What is expected: Retrieve every line of the data holding the word "body".

Stored items from a collection:
* * * * * * * * *

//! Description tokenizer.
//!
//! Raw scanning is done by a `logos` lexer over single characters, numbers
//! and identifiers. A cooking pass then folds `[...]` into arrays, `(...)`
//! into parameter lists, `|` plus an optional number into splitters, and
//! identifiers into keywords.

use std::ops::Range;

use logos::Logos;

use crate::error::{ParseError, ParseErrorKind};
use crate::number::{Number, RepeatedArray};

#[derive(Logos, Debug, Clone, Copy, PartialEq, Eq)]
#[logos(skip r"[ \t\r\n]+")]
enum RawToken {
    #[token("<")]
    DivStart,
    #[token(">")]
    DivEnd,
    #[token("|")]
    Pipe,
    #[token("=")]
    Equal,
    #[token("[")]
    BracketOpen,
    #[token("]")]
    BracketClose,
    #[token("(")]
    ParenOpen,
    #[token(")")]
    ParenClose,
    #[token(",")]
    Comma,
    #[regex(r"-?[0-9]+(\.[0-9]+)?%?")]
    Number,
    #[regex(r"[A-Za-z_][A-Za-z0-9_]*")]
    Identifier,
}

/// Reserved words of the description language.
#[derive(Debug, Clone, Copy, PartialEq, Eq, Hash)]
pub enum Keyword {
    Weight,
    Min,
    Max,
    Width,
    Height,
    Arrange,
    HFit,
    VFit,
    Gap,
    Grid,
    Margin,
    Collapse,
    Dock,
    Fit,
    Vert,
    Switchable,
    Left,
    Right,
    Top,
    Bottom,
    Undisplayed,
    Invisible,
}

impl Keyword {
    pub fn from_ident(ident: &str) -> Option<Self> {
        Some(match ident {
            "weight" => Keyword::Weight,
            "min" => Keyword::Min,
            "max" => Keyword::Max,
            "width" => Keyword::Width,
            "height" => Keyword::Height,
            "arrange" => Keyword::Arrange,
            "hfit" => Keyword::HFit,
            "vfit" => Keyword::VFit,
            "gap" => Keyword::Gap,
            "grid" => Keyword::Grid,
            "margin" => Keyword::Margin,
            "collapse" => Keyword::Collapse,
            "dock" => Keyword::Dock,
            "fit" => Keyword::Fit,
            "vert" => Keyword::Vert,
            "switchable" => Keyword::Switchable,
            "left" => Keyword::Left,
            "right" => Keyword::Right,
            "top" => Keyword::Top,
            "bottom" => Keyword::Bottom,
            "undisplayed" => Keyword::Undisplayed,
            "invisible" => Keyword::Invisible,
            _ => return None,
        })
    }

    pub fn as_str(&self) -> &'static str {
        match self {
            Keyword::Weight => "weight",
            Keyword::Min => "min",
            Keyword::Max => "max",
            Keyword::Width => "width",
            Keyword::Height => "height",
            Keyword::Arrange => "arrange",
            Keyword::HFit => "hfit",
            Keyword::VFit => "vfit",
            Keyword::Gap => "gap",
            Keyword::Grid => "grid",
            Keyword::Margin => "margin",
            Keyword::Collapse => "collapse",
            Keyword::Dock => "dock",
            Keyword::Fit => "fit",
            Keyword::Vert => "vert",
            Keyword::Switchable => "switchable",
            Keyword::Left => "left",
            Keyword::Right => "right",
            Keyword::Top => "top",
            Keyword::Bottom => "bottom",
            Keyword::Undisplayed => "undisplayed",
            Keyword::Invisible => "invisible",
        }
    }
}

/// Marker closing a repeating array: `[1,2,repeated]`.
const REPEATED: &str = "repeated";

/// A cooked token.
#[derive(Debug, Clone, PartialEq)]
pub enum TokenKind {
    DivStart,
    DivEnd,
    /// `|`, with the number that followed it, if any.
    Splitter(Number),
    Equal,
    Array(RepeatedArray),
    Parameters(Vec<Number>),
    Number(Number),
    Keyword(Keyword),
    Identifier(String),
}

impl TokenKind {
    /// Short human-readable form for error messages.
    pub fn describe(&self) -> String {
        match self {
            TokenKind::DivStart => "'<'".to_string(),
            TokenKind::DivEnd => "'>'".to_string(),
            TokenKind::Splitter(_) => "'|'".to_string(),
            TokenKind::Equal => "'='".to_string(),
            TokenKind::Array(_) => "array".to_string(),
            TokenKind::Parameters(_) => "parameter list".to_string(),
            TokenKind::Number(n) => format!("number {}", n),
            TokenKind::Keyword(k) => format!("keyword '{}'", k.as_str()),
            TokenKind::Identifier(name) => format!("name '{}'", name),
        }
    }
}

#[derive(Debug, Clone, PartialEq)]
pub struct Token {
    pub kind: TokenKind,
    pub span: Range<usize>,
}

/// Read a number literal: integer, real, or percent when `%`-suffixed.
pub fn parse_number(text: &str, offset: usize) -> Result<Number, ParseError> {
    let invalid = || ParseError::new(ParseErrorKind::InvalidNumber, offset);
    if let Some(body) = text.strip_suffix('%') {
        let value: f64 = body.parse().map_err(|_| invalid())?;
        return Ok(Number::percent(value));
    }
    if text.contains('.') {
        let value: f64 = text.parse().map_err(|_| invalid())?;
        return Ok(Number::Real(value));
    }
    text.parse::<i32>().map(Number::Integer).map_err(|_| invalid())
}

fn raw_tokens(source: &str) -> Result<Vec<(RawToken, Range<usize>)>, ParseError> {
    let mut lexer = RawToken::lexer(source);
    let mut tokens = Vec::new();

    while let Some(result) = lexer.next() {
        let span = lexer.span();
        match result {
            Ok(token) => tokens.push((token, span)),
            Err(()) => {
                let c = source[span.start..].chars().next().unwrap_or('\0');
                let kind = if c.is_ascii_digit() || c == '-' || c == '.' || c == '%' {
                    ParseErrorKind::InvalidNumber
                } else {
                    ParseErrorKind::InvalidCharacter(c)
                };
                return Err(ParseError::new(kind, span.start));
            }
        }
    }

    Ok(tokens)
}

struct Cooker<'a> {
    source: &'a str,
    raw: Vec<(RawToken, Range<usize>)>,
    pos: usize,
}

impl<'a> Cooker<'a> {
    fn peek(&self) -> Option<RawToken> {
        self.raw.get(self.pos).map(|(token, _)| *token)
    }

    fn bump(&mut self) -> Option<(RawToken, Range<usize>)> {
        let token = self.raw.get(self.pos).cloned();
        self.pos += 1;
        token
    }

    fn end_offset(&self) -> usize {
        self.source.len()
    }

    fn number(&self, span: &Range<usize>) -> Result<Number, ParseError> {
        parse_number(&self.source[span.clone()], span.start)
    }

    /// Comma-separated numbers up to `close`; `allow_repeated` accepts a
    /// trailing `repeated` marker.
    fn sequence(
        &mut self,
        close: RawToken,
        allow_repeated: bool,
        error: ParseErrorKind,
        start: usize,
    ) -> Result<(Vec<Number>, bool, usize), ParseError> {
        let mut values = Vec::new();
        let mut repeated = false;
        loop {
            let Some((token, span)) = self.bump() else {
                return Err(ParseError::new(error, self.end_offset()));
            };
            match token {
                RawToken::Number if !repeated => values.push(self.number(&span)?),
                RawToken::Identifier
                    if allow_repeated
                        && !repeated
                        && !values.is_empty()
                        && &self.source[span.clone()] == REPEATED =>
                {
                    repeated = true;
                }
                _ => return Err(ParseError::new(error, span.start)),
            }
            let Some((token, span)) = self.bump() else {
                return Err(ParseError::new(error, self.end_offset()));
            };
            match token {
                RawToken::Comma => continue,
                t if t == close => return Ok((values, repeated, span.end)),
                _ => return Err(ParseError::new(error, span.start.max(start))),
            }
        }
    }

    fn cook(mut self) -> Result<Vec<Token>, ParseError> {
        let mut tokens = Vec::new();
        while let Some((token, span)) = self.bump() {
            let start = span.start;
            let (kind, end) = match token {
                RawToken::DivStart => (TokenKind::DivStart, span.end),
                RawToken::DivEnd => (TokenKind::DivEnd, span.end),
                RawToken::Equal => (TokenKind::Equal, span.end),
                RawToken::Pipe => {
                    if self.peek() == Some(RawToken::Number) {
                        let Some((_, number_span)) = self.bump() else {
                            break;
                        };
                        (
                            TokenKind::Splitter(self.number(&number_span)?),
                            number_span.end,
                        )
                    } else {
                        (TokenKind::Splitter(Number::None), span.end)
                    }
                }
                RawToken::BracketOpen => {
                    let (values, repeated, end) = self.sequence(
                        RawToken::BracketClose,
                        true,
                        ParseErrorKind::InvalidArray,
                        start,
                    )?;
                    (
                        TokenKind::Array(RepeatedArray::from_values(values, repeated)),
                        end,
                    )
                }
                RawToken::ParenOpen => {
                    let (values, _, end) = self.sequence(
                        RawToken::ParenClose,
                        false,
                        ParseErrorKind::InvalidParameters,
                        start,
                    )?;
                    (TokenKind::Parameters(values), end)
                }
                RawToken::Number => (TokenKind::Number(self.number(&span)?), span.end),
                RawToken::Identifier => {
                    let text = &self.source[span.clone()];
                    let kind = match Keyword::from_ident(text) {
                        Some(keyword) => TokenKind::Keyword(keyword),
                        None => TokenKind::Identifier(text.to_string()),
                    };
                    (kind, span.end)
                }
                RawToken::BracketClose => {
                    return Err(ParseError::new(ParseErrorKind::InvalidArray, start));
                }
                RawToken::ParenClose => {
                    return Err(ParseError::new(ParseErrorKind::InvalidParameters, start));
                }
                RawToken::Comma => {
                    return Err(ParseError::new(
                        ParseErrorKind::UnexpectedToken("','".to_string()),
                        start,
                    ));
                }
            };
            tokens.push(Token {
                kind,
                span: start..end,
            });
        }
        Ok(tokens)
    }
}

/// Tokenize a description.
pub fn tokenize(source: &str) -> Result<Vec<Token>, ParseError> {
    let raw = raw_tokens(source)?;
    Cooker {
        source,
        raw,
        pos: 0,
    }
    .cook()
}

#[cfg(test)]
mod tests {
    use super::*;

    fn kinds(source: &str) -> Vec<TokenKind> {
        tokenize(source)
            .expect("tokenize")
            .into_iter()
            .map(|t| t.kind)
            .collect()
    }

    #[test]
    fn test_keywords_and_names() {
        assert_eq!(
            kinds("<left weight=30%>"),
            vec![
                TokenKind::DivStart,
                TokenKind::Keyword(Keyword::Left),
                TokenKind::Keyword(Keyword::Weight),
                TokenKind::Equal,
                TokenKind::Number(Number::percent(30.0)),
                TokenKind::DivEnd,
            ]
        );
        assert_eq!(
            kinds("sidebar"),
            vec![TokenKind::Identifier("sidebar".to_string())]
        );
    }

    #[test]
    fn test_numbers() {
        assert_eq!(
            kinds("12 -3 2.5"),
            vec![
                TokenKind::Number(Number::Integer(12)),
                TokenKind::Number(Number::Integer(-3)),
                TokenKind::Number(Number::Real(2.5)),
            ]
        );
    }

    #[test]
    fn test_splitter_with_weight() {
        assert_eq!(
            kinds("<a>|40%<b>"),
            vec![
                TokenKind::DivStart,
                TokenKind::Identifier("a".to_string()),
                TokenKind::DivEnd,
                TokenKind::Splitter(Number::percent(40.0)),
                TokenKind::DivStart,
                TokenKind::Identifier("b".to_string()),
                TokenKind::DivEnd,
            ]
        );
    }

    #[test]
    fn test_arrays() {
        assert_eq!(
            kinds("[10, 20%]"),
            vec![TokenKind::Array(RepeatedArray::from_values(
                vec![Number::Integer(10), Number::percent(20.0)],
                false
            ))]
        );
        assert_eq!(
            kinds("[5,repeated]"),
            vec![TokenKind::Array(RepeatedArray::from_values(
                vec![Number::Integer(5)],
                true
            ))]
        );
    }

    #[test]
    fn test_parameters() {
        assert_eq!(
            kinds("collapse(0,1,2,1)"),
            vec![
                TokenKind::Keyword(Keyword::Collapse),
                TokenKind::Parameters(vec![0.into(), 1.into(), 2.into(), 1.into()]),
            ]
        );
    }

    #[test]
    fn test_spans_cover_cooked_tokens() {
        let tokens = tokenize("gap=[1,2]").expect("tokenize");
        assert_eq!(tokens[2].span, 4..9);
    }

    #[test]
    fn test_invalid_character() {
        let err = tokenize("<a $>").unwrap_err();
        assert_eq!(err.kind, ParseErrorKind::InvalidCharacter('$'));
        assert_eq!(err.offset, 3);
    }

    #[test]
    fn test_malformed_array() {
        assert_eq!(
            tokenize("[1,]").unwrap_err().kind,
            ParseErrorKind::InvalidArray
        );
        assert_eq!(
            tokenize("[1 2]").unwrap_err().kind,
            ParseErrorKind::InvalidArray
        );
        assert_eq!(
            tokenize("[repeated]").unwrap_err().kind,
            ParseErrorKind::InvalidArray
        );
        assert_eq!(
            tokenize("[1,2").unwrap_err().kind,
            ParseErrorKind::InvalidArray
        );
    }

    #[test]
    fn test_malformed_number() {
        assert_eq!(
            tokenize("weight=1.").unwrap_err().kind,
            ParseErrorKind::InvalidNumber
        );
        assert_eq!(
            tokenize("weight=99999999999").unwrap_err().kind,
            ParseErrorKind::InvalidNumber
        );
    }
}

* * * * * * * * *

The completed task:
    if let Some(body) = text.strip_suffix('%') {
        let value: f64 = body.parse().map_err(|_| invalid())?;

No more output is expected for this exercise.